Here, Shoney's had “constructive knowledge” of the hostile environment only because it failed to exercise a reasonable level of vigilance.   No evidence shows Shoney's failed to become aware of the hostile environment because of any established policy of willful blindness;  Shoney's had a general policy against sexual harassment and did investigate the complaints it received.   Therefore, we decline to hold that Shoney's constructive knowledge of the acts of its employees renders it liable in punitive damages under the Civil Rights Act of 1991.

 And, we also decline to hold that, in the instant circumstances, the state of mind of the harassing employees counts as the state of mind of Shoney's, the corporate employer, for punitive damages purposes.   This decision is consistent with those of other courts who have overturned a punitive damages award imposed on an employer for the hostile environment created by an employee, when that employee's acts were not authorized or approved, implicitly or explicitly, by the company.

For example, in Patterson v. PHP Healthcare Corp., 90 F.3d 927, 943 (5th Cir.1996), the Fifth Circuit decided that the harassing employee's “actions may be attributed to PHP Healthcare for purposes of compensatory damages, given his supervisory role as project manager.”  Id.  Still, the court concluded that punitive damages could not be assessed against the company.   The Fifth Circuit announced that it reached this conclusion because the company did nothing to countenance or approve the harassment:

All of the discriminatory acts in this case were solely acts of Kennedy [the harassing employee].   Kennedy was not a corporate officer of PHP Healthcare but was the “project manager”․   The record is completely void of evidence showing that [PHP] took part in any discriminatory conduct much less any “malicious” or “reckless” conduct.   The existence of the employment handbook setting forth a policy of non-discrimination is at least prima facie evidence of awareness on the part of [PHP] of the federally protected rights of [the plaintiffs];  and there is nothing in this record which purports to show that [PHP] took any action which was inconsistent with that policy.   Similarly, there is nothing [to] show that [PHP] had knowledge of Kennedy's malicious or reckless conduct, or authorized, ratified, or approved Kennedy's actions.

Id. at 943;  see also Dombeck, 823 F.Supp. at 1480.   The same can be said for this case.2  Here, we conclude that Plaintiffs failed to show that Shoney's acted with the state of mind required for the imposition of punitive damages under section 1981a.

The decision of the district court is AFFIRMED in part and REVERSED in part.


1.   Under the Civil Rights Act of 1991, 42 U.S.C. § 1981a, punitive damages are available where “the complaining party demonstrates” that the employer “engaged in ․ discriminatory practices with malice or with reckless indifference to the federally protected rights of an aggrieved individual.”  (Emphasis added.)   This restriction does not apply to the recovery of compensatory damages.

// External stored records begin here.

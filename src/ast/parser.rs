use crate::ast::{Expression, FunctionCall, Operator, ParseError};
use crate::functions::FunctionId;
use log::{debug, trace};

/// Operator classes, loosest binding first.
#[derive(Debug, Copy, Clone, PartialEq, Eq)]
enum Tier {
    Additive,
    Multiplicative,
    Power,
}

impl Tier {
    const ALL: [Tier; 3] = [Tier::Additive, Tier::Multiplicative, Tier::Power];

    fn contains(self, c: char) -> bool {
        match self {
            Tier::Additive => c == '+' || c == '-',
            Tier::Multiplicative => c == '*' || c == '/',
            Tier::Power => c == '^',
        }
    }
}

/// Turns formula text into an [`Expression`].
///
/// There is no tokenizer. Each recursion level normalises its substring,
/// looks for the rightmost top-level operator of the loosest tier present and
/// splits there, so operators of equal precedence associate to the left.
/// Variables are single characters; their position in the table handed to
/// [`ExpressionParser::new`] becomes the slot in the point vector.
///
/// Every split recurses into a freshly normalised copy of each side, so
/// recursion depth grows with the number of operators in a flat chain such as
/// `1+1+...+1`, not with parenthesis nesting, and parsing such a chain is
/// quadratic in its length. Formulas typed into a plot field stay far below
/// the point where this matters.
#[derive(Debug, Copy, Clone)]
pub struct ExpressionParser<'a> {
    variables: &'a [char],
}

impl<'a> ExpressionParser<'a> {
    pub fn new(variables: &'a [char]) -> Self {
        Self { variables }
    }

    /// Parses `input`, returning [`Expression::Invalid`] if any part of it is
    /// malformed. Partial trees are never returned.
    pub fn parse(&self, input: &str) -> Expression {
        match self.try_parse(input) {
            Ok(ast) => ast,
            Err(err) => {
                debug!("Rejected expression {:?}: {}", input, err);
                Expression::Invalid
            }
        }
    }

    /// Like [`ExpressionParser::parse`] but keeps the reason for a rejection.
    pub fn try_parse(&self, input: &str) -> Result<Expression, ParseError> {
        debug!("Parsing expression: {}", input);
        self.parse_expression(input)
    }

    fn parse_expression(&self, input: &str) -> Result<Expression, ParseError> {
        let chars = self.normalize(input);
        trace!("Normalized: {}", chars.iter().collect::<String>());

        if chars.is_empty() {
            return Err(ParseError::Empty);
        }

        for tier in Tier::ALL {
            // A leading minus only reaches here once no lower tier split.
            if tier != Tier::Additive && chars[0] == '-' {
                let inner = self.parse_expression(&text(&chars[1..]))?;
                return Ok(Expression::negation(inner));
            }

            if let Some(pos) = split_point(&chars, tier) {
                trace!("Splitting at {} ({:?})", pos, chars[pos]);
                let operator = Operator::try_from(chars[pos])?;
                let left = self.parse_expression(&text(&chars[..pos]))?;
                let right = self.parse_expression(&text(&chars[pos + 1..]))?;
                return Ok(Expression::binary(left, operator, right));
            }
        }

        if let Some(call) = self.parse_function_call(&chars)? {
            return Ok(call);
        }

        if let [c] = chars.as_slice() {
            if let Some(slot) = self.variables.iter().position(|v| v == c) {
                return Ok(Expression::Variable(slot));
            }
        }

        parse_literal(&chars).map(Expression::Constant)
    }

    fn normalize(&self, input: &str) -> Vec<char> {
        let chars: Vec<char> = input.to_lowercase().chars().filter(|&c| c != ' ').collect();
        let chars = strip_outer_parentheses(&chars);
        self.insert_implied_multiplication(chars)
    }

    /// `2x`, `x(x+1)`, `(a)(b)` and friends. Function names are masked first
    /// so their letters never count as variables.
    fn insert_implied_multiplication(&self, chars: &[char]) -> Vec<char> {
        let mut out = chars.to_vec();
        let mut masked = mask_function_names(chars);

        let mut i = 0;
        while i + 1 < out.len() {
            let c = masked[i];
            let next = masked[i + 1];
            let implied = (self.is_number_part(c) && (next == '(' || self.is_variable(next)))
                || (self.is_number_part(next) && (c == ')' || c == 'x'))
                || (c == ')' && next == '(');
            if implied {
                out.insert(i + 1, '*');
                masked.insert(i + 1, '*');
            }
            i += 1;
        }
        out
    }

    fn parse_function_call(&self, chars: &[char]) -> Result<Option<Expression>, ParseError> {
        let word = first_word(chars);
        let Some(id) = FunctionId::lookup(&text(word)) else {
            return Ok(None);
        };

        let mut args = Vec::new();
        if word.len() != chars.len() {
            if chars[word.len()] != '(' || chars[chars.len() - 1] != ')' {
                return Err(ParseError::MalformedCall(text(chars)));
            }

            let inner = &chars[word.len() + 1..chars.len() - 1];
            if !inner.is_empty() {
                for arg in split_arguments(inner) {
                    args.push(self.parse_expression(&text(arg))?);
                }
            }
        }

        let call = FunctionCall::new(id, args)?;
        Ok(Some(Expression::FunctionCall(call)))
    }

    fn is_variable(&self, c: char) -> bool {
        self.variables.contains(&c)
    }

    fn is_number_part(&self, c: char) -> bool {
        c.is_ascii_digit() || c == '.' || self.is_variable(c)
    }
}

fn text(chars: &[char]) -> String {
    chars.iter().collect()
}

fn is_operator(c: char) -> bool {
    matches!(c, '+' | '-' | '*' | '/' | '^')
}

/// Drops parenthesis pairs that enclose the whole string, as in `((x+1))`,
/// but leaves `(a)+(b)` alone.
fn strip_outer_parentheses(chars: &[char]) -> &[char] {
    let mut s = chars;
    while s.len() >= 2 && s[0] == '(' && s[s.len() - 1] == ')' {
        let mut level = 1;
        for &c in s[1..s.len() - 1].iter().rev() {
            match c {
                ')' => level += 1,
                '(' => level -= 1,
                _ => {}
            }
            if level == 0 {
                break;
            }
        }
        if level == 0 {
            break;
        }
        s = &s[1..s.len() - 1];
    }
    s
}

/// Rightmost operator of `tier` that sits outside all parentheses, is not
/// the first character, does not follow another operator and is not the sign
/// of a literal's exponent (`3e-1`).
fn split_point(chars: &[char], tier: Tier) -> Option<usize> {
    let mut level = 0i32;
    for i in (0..chars.len()).rev() {
        let c = chars[i];
        if level == 0 && i > 0 && tier.contains(c) && !is_operator(chars[i - 1]) {
            let exponent_sign = (c == '+' || c == '-')
                && chars[i - 1] == 'e'
                && i >= 2
                && chars[i - 2].is_ascii_digit();
            if !exponent_sign {
                return Some(i);
            }
        }
        match c {
            ')' => level += 1,
            '(' => level -= 1,
            _ => {}
        }
    }
    None
}

/// Leading identifier: a letter or underscore followed by letters,
/// underscores and digits. Empty when the text starts with anything else.
fn first_word(chars: &[char]) -> &[char] {
    match chars.first() {
        Some(c) if c.is_ascii_alphabetic() || *c == '_' => {}
        _ => return &[],
    }
    let end = chars
        .iter()
        .position(|c| !(c.is_ascii_alphanumeric() || *c == '_'))
        .unwrap_or(chars.len());
    &chars[..end]
}

/// Overwrites every catalog name in the text with underscores, scanning left
/// to right over the already masked copy.
fn mask_function_names(chars: &[char]) -> Vec<char> {
    let mut masked = chars.to_vec();
    for i in 0..masked.len() {
        let len = first_word(&masked[i..]).len();
        if len > 0 && FunctionId::lookup(&text(&masked[i..i + len])).is_some() {
            masked[i..i + len].fill('_');
        }
    }
    masked
}

/// Splits a call's argument list at commas outside nested parentheses.
fn split_arguments(chars: &[char]) -> Vec<&[char]> {
    let mut args = Vec::new();
    let mut level = 0i32;
    let mut start = 0;
    for (i, &c) in chars.iter().enumerate() {
        match c {
            ',' if level == 0 => {
                args.push(&chars[start..i]);
                start = i + 1;
            }
            '(' => level += 1,
            ')' => level -= 1,
            _ => {}
        }
    }
    args.push(&chars[start..]);
    args
}

/// Plain decimal literals only: digits, a point and an `e` exponent. Words
/// such as `inf` and `nan` are rejected even though `f64` would accept them.
fn parse_literal(chars: &[char]) -> Result<f64, ParseError> {
    let literal = text(chars);
    let plain = chars
        .iter()
        .all(|c| c.is_ascii_digit() || matches!(c, '.' | 'e' | '+' | '-'));
    if !plain {
        return Err(ParseError::UnrecognizedToken(literal));
    }
    literal
        .parse::<f64>()
        .map_err(|_| ParseError::UnrecognizedToken(literal))
}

2.   Some acknowledgment for the conclusion that the harassing employees' state of mind is not Shoney's state of mind is provided by the stipulation entered into by Plaintiffs before trial.   There, Plaintiffs agreed, as later recalled in court by the district judge, that “Mr. Johns and Mr. McClellan [the higher-ranking of the harassing employees] were both lower management for Shoney's.”   Plaintiffs suggest this stipulation should be ignored “to insure there is a just result.”   We note, however, that stipulations are not to be disregarded lightly.   See Laird v. Air Carrier Engine Service, Inc., 263 F.2d 948, 953 (5th Cir.1959) (“Those statements or agreements which dispense with proof of facts are made with respect to the impending trial and until withdrawn are not merely evidence as in the case of an ordinary admission.   They are absolutely binding.   As long as they stand, they foreclose the matter altogether.”).   Stipulations to pure questions of law are of course not binding on courts.   See Noel Shows, Inc. v. United States, 721 F.2d 327, 330 (11th Cir.1983).   The stipulation here may involve a mixed question of law and fact.   But to the extent the stipulation constitutes a representation of fact on the named employees' roles in the Shoney's management structure-we believe that is the substance of it-that representation is not to be disregarded lightly.